---- Dataset records

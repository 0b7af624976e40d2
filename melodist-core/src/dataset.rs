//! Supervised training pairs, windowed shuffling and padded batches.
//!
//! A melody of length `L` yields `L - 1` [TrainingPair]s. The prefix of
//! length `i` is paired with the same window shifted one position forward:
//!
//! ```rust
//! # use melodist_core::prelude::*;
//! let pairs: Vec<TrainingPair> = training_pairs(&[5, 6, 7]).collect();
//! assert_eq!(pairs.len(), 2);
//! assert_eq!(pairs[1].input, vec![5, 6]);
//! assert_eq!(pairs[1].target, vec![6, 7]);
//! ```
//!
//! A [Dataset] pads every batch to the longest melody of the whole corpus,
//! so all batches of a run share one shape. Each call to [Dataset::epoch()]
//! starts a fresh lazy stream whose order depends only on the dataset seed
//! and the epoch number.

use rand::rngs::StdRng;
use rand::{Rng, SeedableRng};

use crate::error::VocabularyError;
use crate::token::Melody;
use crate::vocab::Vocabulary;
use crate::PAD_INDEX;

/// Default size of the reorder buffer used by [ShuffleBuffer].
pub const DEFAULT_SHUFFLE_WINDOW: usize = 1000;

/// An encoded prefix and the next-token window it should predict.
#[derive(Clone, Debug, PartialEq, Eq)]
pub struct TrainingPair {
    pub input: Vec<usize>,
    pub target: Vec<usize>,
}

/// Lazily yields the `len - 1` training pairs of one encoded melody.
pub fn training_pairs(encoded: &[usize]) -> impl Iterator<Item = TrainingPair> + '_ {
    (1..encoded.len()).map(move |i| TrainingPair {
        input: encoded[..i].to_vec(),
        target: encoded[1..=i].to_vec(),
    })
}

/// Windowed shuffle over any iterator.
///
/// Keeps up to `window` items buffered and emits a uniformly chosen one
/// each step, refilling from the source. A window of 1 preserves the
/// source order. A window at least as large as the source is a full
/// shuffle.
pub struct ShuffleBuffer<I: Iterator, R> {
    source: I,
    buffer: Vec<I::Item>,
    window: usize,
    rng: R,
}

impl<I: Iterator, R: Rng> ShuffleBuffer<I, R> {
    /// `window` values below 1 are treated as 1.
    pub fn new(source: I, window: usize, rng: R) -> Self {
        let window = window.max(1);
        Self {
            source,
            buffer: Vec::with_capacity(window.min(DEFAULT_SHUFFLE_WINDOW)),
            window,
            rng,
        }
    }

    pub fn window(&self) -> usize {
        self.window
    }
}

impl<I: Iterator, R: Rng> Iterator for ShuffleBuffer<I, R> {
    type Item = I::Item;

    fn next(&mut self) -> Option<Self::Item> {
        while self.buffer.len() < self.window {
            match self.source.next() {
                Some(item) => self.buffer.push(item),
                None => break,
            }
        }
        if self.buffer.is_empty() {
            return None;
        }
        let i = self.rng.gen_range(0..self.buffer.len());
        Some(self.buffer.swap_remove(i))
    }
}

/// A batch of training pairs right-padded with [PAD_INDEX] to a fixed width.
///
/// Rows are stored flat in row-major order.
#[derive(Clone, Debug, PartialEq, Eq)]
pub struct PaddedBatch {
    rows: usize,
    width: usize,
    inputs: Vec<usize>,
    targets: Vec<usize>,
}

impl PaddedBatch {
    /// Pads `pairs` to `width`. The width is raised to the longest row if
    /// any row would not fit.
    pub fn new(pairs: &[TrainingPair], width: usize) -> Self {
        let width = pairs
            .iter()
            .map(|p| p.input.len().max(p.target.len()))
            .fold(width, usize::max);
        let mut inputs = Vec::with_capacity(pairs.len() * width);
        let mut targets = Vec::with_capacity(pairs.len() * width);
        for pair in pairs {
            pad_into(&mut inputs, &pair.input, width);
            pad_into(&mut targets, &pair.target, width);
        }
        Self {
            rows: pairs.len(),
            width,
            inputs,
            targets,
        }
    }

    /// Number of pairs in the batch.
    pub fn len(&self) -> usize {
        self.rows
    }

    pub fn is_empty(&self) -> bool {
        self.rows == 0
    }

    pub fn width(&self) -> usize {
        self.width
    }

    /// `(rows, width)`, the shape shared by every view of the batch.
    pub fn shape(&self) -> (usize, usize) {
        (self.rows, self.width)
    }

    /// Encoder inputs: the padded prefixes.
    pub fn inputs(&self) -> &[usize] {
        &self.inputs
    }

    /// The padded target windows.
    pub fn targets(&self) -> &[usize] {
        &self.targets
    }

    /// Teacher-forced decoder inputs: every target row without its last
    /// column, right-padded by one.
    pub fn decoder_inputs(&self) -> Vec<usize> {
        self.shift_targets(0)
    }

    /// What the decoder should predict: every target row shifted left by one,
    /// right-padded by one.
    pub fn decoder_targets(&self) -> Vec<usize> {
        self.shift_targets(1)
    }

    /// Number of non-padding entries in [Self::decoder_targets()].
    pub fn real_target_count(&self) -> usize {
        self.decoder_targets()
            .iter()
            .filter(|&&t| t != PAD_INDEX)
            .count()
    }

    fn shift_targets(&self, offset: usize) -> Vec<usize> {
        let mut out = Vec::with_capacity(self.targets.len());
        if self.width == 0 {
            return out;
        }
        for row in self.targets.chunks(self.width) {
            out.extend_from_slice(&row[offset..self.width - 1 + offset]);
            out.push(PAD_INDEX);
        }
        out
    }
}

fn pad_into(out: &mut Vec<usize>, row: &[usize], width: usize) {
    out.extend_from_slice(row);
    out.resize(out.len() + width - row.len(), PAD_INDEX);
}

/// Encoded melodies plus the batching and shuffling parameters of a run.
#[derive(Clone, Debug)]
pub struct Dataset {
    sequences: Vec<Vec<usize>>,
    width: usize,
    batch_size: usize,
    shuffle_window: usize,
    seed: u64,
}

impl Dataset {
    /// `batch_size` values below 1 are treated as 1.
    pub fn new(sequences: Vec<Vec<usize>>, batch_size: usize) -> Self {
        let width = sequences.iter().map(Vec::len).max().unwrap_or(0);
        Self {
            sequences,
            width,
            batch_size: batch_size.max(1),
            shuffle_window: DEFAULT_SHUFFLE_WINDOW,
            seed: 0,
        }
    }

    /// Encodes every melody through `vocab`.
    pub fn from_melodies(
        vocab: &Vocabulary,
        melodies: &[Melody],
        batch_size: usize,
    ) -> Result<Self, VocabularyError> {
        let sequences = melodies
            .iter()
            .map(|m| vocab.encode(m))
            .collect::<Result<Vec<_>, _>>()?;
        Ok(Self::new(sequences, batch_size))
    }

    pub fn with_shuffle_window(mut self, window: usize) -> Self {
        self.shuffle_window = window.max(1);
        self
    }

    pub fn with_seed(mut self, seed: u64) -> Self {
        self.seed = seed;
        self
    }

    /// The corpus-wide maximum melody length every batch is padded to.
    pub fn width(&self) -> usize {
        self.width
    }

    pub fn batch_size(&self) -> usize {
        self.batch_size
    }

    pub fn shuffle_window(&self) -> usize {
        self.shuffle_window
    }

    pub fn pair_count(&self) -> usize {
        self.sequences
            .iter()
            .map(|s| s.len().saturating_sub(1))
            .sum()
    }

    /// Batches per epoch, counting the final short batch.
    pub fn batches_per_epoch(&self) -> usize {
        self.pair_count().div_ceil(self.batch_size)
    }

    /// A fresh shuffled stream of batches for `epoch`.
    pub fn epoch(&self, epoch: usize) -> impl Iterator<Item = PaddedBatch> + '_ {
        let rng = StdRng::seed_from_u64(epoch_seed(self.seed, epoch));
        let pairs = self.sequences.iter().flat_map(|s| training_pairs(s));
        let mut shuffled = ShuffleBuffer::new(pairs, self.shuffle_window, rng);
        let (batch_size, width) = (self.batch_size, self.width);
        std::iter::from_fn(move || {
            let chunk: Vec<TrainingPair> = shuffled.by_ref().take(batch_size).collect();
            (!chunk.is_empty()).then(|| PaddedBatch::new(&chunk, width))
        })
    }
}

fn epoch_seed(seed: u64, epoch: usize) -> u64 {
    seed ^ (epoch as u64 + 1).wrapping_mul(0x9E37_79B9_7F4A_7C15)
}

--------

= Exercise requirements =
Above are the lines; repeat exactly the ones from the line containing "one encoded melody." down to the line containing "pub fn window(&self)", both inclusive.

= Result =
/// Lazily yields the `len - 1` training pairs of one encoded melody.
pub fn training_pairs(encoded: &[usize]) -> impl Iterator<Item = TrainingPair> + '_ {
    (1..encoded.len()).map(move |i| TrainingPair {
        input: encoded[..i].to_vec(),
        target: encoded[1..=i].to_vec(),
    })
}

/// Windowed shuffle over any iterator.
///
/// Keeps up to `window` items buffered and emits a uniformly chosen one
/// each step, refilling from the source. A window of 1 preserves the
/// source order. A window at least as large as the source is a full
/// shuffle.
pub struct ShuffleBuffer<I: Iterator, R> {
    source: I,
    buffer: Vec<I::Item>,
    window: usize,
    rng: R,
}

impl<I: Iterator, R: Rng> ShuffleBuffer<I, R> {
    /// `window` values below 1 are treated as 1.
    pub fn new(source: I, window: usize, rng: R) -> Self {
        let window = window.max(1);
        Self {
            source,
            buffer: Vec::with_capacity(window.min(DEFAULT_SHUFFLE_WINDOW)),
            window,
            rng,
        }
    }

    pub fn window(&self) -> usize {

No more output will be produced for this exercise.